#### [Problem]
Show all lines of the entries in which the word "activity" is found.

#### [Stored items]
Segment Open

#![deny(missing_docs)]

//! # Model References
//!
//! A model reference names a data-model type in one of three ways. Document
//! fragments only ever carry the `Name` form (a JSON string); the type-handle
//! and instance forms come in through the Rust API.

use crate::models::descriptor::{Model, ModelType};
use schemars::JsonSchema;
use serde_json::Value;
use std::borrow::Cow;
use std::fmt;

/// A value standing for a data-model type.
pub enum ModelRef<'a> {
    /// A model name, looked up in the registry.
    Name(Cow<'a, str>),
    /// A type descriptor handle.
    Type(ModelType),
    /// A live instance of a model type.
    Instance(&'a dyn Model),
}

impl<'a> ModelRef<'a> {
    /// A reference by name.
    pub fn name(name: impl Into<Cow<'a, str>>) -> Self {
        Self::Name(name.into())
    }

    /// A reference to the Rust type `T`.
    pub fn of<T: JsonSchema + 'static>() -> Self {
        Self::Type(ModelType::of::<T>())
    }

    /// A reference to the type of `value`.
    pub fn instance(value: &'a dyn Model) -> Self {
        Self::Instance(value)
    }

    /// Classifies a fragment value.
    ///
    /// Strings are model names; every other JSON value is not a reference.
    pub fn from_value(value: &'a Value) -> Option<Self> {
        match value {
            Value::String(name) => Some(Self::Name(Cow::Borrowed(name))),
            _ => None,
        }
    }
}

impl From<ModelType> for ModelRef<'static> {
    fn from(model: ModelType) -> Self {
        Self::Type(model)
    }
}

impl<'a> From<&'a str> for ModelRef<'a> {
    fn from(name: &'a str) -> Self {
        Self::Name(Cow::Borrowed(name))
    }
}

impl fmt::Debug for ModelRef<'_> {
    fn fmt(&self, f: &mut fmt::Formatter<'_>) -> fmt::Result {
        match self {
            Self::Name(name) => write!(f, "ModelRef::Name({:?})", name),
            Self::Type(model) => write!(f, "ModelRef::Type({:?})", model.name()),
            Self::Instance(value) => {
                write!(f, "ModelRef::Instance({:?})", value.model_type().name())
            }
        }
    }
}

impl fmt::Display for ModelRef<'_> {
    fn fmt(&self, f: &mut fmt::Formatter<'_>) -> fmt::Result {
        match self {
            Self::Name(name) => write!(f, "{:?}", name),
            Self::Type(model) => write!(f, "{:?}", model.name()),
            Self::Instance(value) => write!(f, "{:?}", value.model_type().name()),
        }
    }
}
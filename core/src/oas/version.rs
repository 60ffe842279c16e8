#![deny(missing_docs)]

//! # OpenAPI Version
//!
//! The document version gates OAS2 vs OAS3 behaviour (bare response schemas vs
//! `content` maps, `definitions` vs `components/schemas`).

use crate::error::{AppError, AppResult};
use serde::Deserialize;
use std::fmt;
use std::str::FromStr;

/// A parsed `openapi` / `swagger` version number.
#[derive(Debug, Clone, Copy, PartialEq, Eq, PartialOrd, Ord, Hash, Deserialize)]
#[serde(try_from = "VersionRepr")]
pub struct OpenApiVersion {
    /// Major version (2 or 3).
    pub major: u64,
    /// Minor version.
    pub minor: u64,
    /// Patch version.
    pub patch: u64,
}

impl OpenApiVersion {
    /// Swagger 2.0.
    pub const V2: OpenApiVersion = OpenApiVersion::new(2, 0, 0);
    /// OpenAPI 3.0.3.
    pub const V3_0: OpenApiVersion = OpenApiVersion::new(3, 0, 3);
    /// OpenAPI 3.1.0.
    pub const V3_1: OpenApiVersion = OpenApiVersion::new(3, 1, 0);

    /// Creates a version from its parts.
    pub const fn new(major: u64, minor: u64, patch: u64) -> Self {
        Self {
            major,
            minor,
            patch,
        }
    }

    /// Parses `"2.0"`, `"3.0.3"`, `"3.1.0"` and the like.
    ///
    /// Accepted range is `2.0` inclusive to `4.0` exclusive.
    pub fn parse(raw: &str) -> AppResult<Self> {
        let invalid = || AppError::InvalidVersion(raw.to_string());

        let mut parts = raw.trim().split('.');
        let mut next = |required: bool| -> AppResult<u64> {
            match parts.next() {
                Some(part) => part.parse::<u64>().map_err(|_| invalid()),
                None if required => Err(invalid()),
                None => Ok(0),
            }
        };

        let major = next(true)?;
        let minor = next(true)?;
        let patch = next(false)?;
        if parts.next().is_some() || !(2..4).contains(&major) {
            return Err(invalid());
        }

        Ok(Self::new(major, minor, patch))
    }

    /// Returns `true` for Swagger 2.x documents.
    pub fn is_v2(&self) -> bool {
        self.major < 3
    }
}

impl FromStr for OpenApiVersion {
    type Err = AppError;

    fn from_str(s: &str) -> Result<Self, Self::Err> {
        Self::parse(s)
    }
}

/// YAML reads an unquoted `2.0` as a float.
#[derive(Deserialize)]
#[serde(untagged)]
enum VersionRepr {
    Text(String),
    Number(f64),
}

impl TryFrom<VersionRepr> for OpenApiVersion {
    type Error = AppError;

    fn try_from(value: VersionRepr) -> Result<Self, Self::Error> {
        match value {
            VersionRepr::Text(raw) => Self::parse(&raw),
            VersionRepr::Number(raw) => Self::parse(&format!("{:?}", raw)),
        }
    }
}

impl fmt::Display for OpenApiVersion {
    fn fmt(&self, f: &mut fmt::Formatter<'_>) -> fmt::Result {
        if self.major == 2 && self.patch == 0 {
            write!(f, "{}.{}", self.major, self.minor)
        } else {
            write!(f, "{}.{}.{}", self.major, self.minor, self.patch)
        }
    }
}

#[cfg(test)]
mod tests {
    use super::*;

    #[test]
    fn test_parse_versions() {
        assert_eq!(OpenApiVersion::parse("2.0").unwrap(), OpenApiVersion::V2);
        assert_eq!(OpenApiVersion::parse("3.0.3").unwrap(), OpenApiVersion::V3_0);
        assert_eq!(OpenApiVersion::parse("3.1.0").unwrap(), OpenApiVersion::V3_1);
    }

    #[test]
    fn test_parse_rejects_out_of_range() {
        for raw in ["1.2", "4.0.0", "3", "three.0", "3.0.0.1", ""] {
            assert!(
                matches!(OpenApiVersion::parse(raw), Err(AppError::InvalidVersion(_))),
                "{raw} should be rejected"
            );
        }
    }

    #[test]
    fn test_deserialize_text_and_number() {
        let text: OpenApiVersion = serde_yaml::from_str("\"3.0.3\"").unwrap();
        let number: OpenApiVersion = serde_yaml::from_str("2.0").unwrap();
        assert_eq!(text, OpenApiVersion::V3_0);
        assert_eq!(number, OpenApiVersion::V2);
    }

    #[test]
    fn test_gate_and_display() {
        assert!(OpenApiVersion::V2.is_v2());
        assert!(!OpenApiVersion::V3_1.is_v2());
        assert_eq!(OpenApiVersion::V2.to_string(), "2.0");
        assert_eq!(OpenApiVersion::V3_1.to_string(), "3.1.0");
    }
}
//! UI rendering for the TUI.

use chrono::Local;
use periscope_core::{Connectivity, LogEntry};
use ratatui::{
    layout::{Constraint, Layout, Rect},
    style::{Color, Modifier, Style, Stylize},
    text::{Line, Span},
    widgets::{Block, BorderType, Borders, Clear, List, ListItem, ListState, Paragraph, Wrap},
    Frame,
};

use crate::app::{App, Mode};

/// Accent color for user entries
const KIND_USER: Color = Color::Cyan;
/// Accent color for final responses
const KIND_RESPONSE: Color = Color::Green;
/// Accent color for tool/browser/code activity
const KIND_TOOL: Color = Color::Magenta;
/// Accent color for agent reasoning
const KIND_AGENT: Color = Color::Blue;
/// Dim color for informational noise
const KIND_DIM: Color = Color::DarkGray;
/// Separator/label color
const LABEL_COLOR: Color = Color::Rgb(100, 180, 180);

/// Render the application UI.
pub fn render(frame: &mut Frame, app: &mut App) {
    let area = frame.area();

    // Layout: header, log, status, input box
    let chunks = Layout::vertical([
        Constraint::Length(2), // Header
        Constraint::Min(5),    // Log
        Constraint::Length(1), // Status line
        Constraint::Length(3), // Input box
    ])
    .split(area);

    render_header(frame, app, chunks[0]);
    render_log(frame, app, chunks[1]);
    render_status(frame, app, chunks[2]);
    render_input(frame, app, chunks[3]);

    if app.mode == Mode::Contexts {
        render_contexts_overlay(frame, app, area);
    }
}

/// Render the header: app name, selected context, unread badge.
fn render_header(frame: &mut Frame, app: &App, area: Rect) {
    let context_label = match &app.snapshot.context {
        Some(id) => {
            // Prefer the roster name when the backend supplied one
            let name = app
                .snapshot
                .contexts
                .iter()
                .find(|c| &c.id == id)
                .and_then(|c| c.name.clone());
            match name {
                Some(name) => format!("{} ({})", name, id),
                None => id.clone(),
            }
        }
        None => "no context".to_string(),
    };

    let mut spans = vec![
        Span::styled("periscope", Style::default().fg(Color::Cyan).bold()),
        Span::raw("  "),
        Span::styled(context_label, Style::default().fg(LABEL_COLOR)),
    ];

    if app.snapshot.unread_notifications > 0 {
        spans.push(Span::raw("  "));
        spans.push(Span::styled(
            format!("({} new)", app.snapshot.unread_notifications),
            Style::default().fg(Color::Yellow).bold(),
        ));
    }

    let header = Paragraph::new(Line::from(spans)).block(Block::default().borders(Borders::BOTTOM));
    frame.render_widget(header, area);
}

/// Render the merged log view.
fn render_log(frame: &mut Frame, app: &App, area: Rect) {
    let mut lines: Vec<Line> = Vec::new();
    for entry in app.visible_entries() {
        lines.extend(entry_lines(entry));
    }

    // Keep the newest output on screen unless the user scrolled up.
    let height = area.height as usize;
    let bottom = lines.len().saturating_sub(height);
    let scroll = bottom.saturating_sub(app.scroll_offset);

    let log = Paragraph::new(lines)
        .wrap(Wrap { trim: false })
        .scroll((scroll as u16, 0));
    frame.render_widget(log, area);
}

/// Lines for one log entry: a labeled header line, the content, and any
/// structured key/value pairs.
fn entry_lines(entry: &LogEntry) -> Vec<Line<'_>> {
    let color = kind_color(&entry.kind);
    let time = entry
        .received_at
        .with_timezone(&Local)
        .format("%H:%M:%S")
        .to_string();

    let mut header = vec![
        Span::styled(time, Style::default().fg(KIND_DIM)),
        Span::raw(" "),
        Span::styled(
            format!("[{}]", entry.kind),
            Style::default().fg(color).bold(),
        ),
    ];
    if let Some(heading) = &entry.heading {
        if !heading.is_empty() {
            header.push(Span::raw(" "));
            header.push(Span::styled(heading.as_str(), Style::default().fg(color)));
        }
    }
    if entry.provisional {
        header.push(Span::styled(
            " (sending...)",
            Style::default().fg(KIND_DIM).add_modifier(Modifier::ITALIC),
        ));
    }

    let mut lines = vec![Line::from(header)];

    if let Some(content) = &entry.content {
        for text_line in content.lines() {
            lines.push(Line::from(Span::raw(format!("  {}", text_line))));
        }
    }

    if let Some(kvps) = &entry.kvps {
        for (key, value) in kvps {
            let rendered = match value {
                serde_json::Value::String(s) => s.clone(),
                other => other.to_string(),
            };
            lines.push(Line::from(Span::styled(
                format!("  {}: {}", key, rendered),
                Style::default().fg(KIND_DIM),
            )));
        }
    }

    lines
}

/// Render the status line: connectivity, activity, pending count, errors.
fn render_status(frame: &mut Frame, app: &App, area: Rect) {
    let mut spans: Vec<Span> = Vec::new();

    match app.connectivity {
        Connectivity::Online => {
            spans.push(Span::styled("Online", Style::default().fg(Color::Green)));
        }
        Connectivity::Degraded {
            consecutive_failures,
        } => {
            let label = if consecutive_failures == 0 {
                "Connecting...".to_string()
            } else {
                format!("Disconnected (retry in {}s)", app.retry_in_secs())
            };
            spans.push(Span::styled(label, Style::default().fg(Color::Red).bold()));
        }
        Connectivity::AuthRequired => {
            spans.push(Span::styled(
                "Auth required - check api_key",
                Style::default().fg(Color::Red).bold(),
            ));
        }
    }

    if app.snapshot.activity.paused {
        spans.push(Span::raw("  "));
        spans.push(Span::styled("PAUSED", Style::default().fg(Color::Yellow).bold()));
    } else if app.snapshot.activity.progress_active {
        spans.push(Span::raw("  "));
        spans.push(Span::styled("working", Style::default().fg(Color::Yellow)));
    }

    if app.snapshot.pending_count > 0 {
        spans.push(Span::raw("  "));
        spans.push(Span::styled(
            format!("{} unconfirmed", app.snapshot.pending_count),
            Style::default().fg(KIND_DIM),
        ));
    }

    if app.snapshot.unread_notifications > 0 {
        if let Some(latest) = app.snapshot.notifications.last() {
            if let Some(title) = &latest.title {
                spans.push(Span::raw("  "));
                spans.push(Span::styled(
                    title.as_str(),
                    Style::default().fg(KIND_DIM),
                ));
            }
        }
    }

    if let Some(error) = &app.last_error {
        spans.push(Span::raw("  "));
        spans.push(Span::styled(
            error.as_str(),
            Style::default().fg(Color::Red),
        ));
    }

    frame.render_widget(Paragraph::new(Line::from(spans)), area);
}

/// Render the message input box.
fn render_input(frame: &mut Frame, app: &App, area: Rect) {
    let (title, border_color) = match app.mode {
        Mode::Editing => (" message (Enter to send, Esc to cancel) ", Color::Cyan),
        _ => (" i: write  Tab: contexts  n: new  p: pause  q: quit ", KIND_DIM),
    };

    let mut text = app.input.clone();
    if app.mode == Mode::Editing {
        text.push('\u{2588}'); // block cursor
    }

    let input = Paragraph::new(text).block(
        Block::default()
            .borders(Borders::ALL)
            .border_type(BorderType::Rounded)
            .border_style(Style::default().fg(border_color))
            .title(title),
    );
    frame.render_widget(input, area);
}

/// Render the context picker as a centered overlay.
fn render_contexts_overlay(frame: &mut Frame, app: &App, area: Rect) {
    let overlay = centered_rect(60, 60, area);
    frame.render_widget(Clear, overlay);

    let items: Vec<ListItem> = if app.snapshot.contexts.is_empty() {
        vec![ListItem::new("no contexts yet")]
    } else {
        app.snapshot
            .contexts
            .iter()
            .map(|context| {
                let label = match &context.name {
                    Some(name) => format!("{}  {}", name, context.id),
                    None => context.id.clone(),
                };
                let selected = app.snapshot.context.as_deref() == Some(context.id.as_str());
                let style = if selected {
                    Style::default().fg(Color::Cyan)
                } else {
                    Style::default()
                };
                ListItem::new(label).style(style)
            })
            .collect()
    };

    let mut state = ListState::default();
    state.select(Some(app.context_index));

    let list = List::new(items)
        .block(
            Block::default()
                .borders(Borders::ALL)
                .border_type(BorderType::Rounded)
                .title(" contexts (Enter: switch, x: remove, Esc: close) "),
        )
        .highlight_style(Style::default().add_modifier(Modifier::REVERSED));

    frame.render_stateful_widget(list, overlay, &mut state);
}

/// Centered sub-rectangle taking the given percentages of the area.
fn centered_rect(percent_x: u16, percent_y: u16, area: Rect) -> Rect {
    let vertical = Layout::vertical([
        Constraint::Percentage((100 - percent_y) / 2),
        Constraint::Percentage(percent_y),
        Constraint::Percentage((100 - percent_y) / 2),
    ])
    .split(area);
    let horizontal = Layout::horizontal([
        Constraint::Percentage((100 - percent_x) / 2),
        Constraint::Percentage(percent_x),
        Constraint::Percentage((100 - percent_x) / 2),
    ])
    .split(vertical[1]);
    horizontal[1]
}

/// Accent color for an entry kind. Open-ended: unknown kinds render dim.
fn kind_color(kind: &str) -> Color {
    match kind {
        "user" => KIND_USER,
        "response" => KIND_RESPONSE,
        "agent" => KIND_AGENT,
        "tool" | "code_exe" | "browser" => KIND_TOOL,
        "error" => Color::Red,
        "warning" | "rate_limit" => Color::Yellow,
        "info" | "hint" | "util" => KIND_DIM,
        _ => KIND_DIM,
    }
}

Segment Closed

#### [Solution to this task]
/// Accent color for tool/browser/code activity
/// Render the status line: connectivity, activity, pending count, errors.
    if app.snapshot.activity.paused {
    } else if app.snapshot.activity.progress_active {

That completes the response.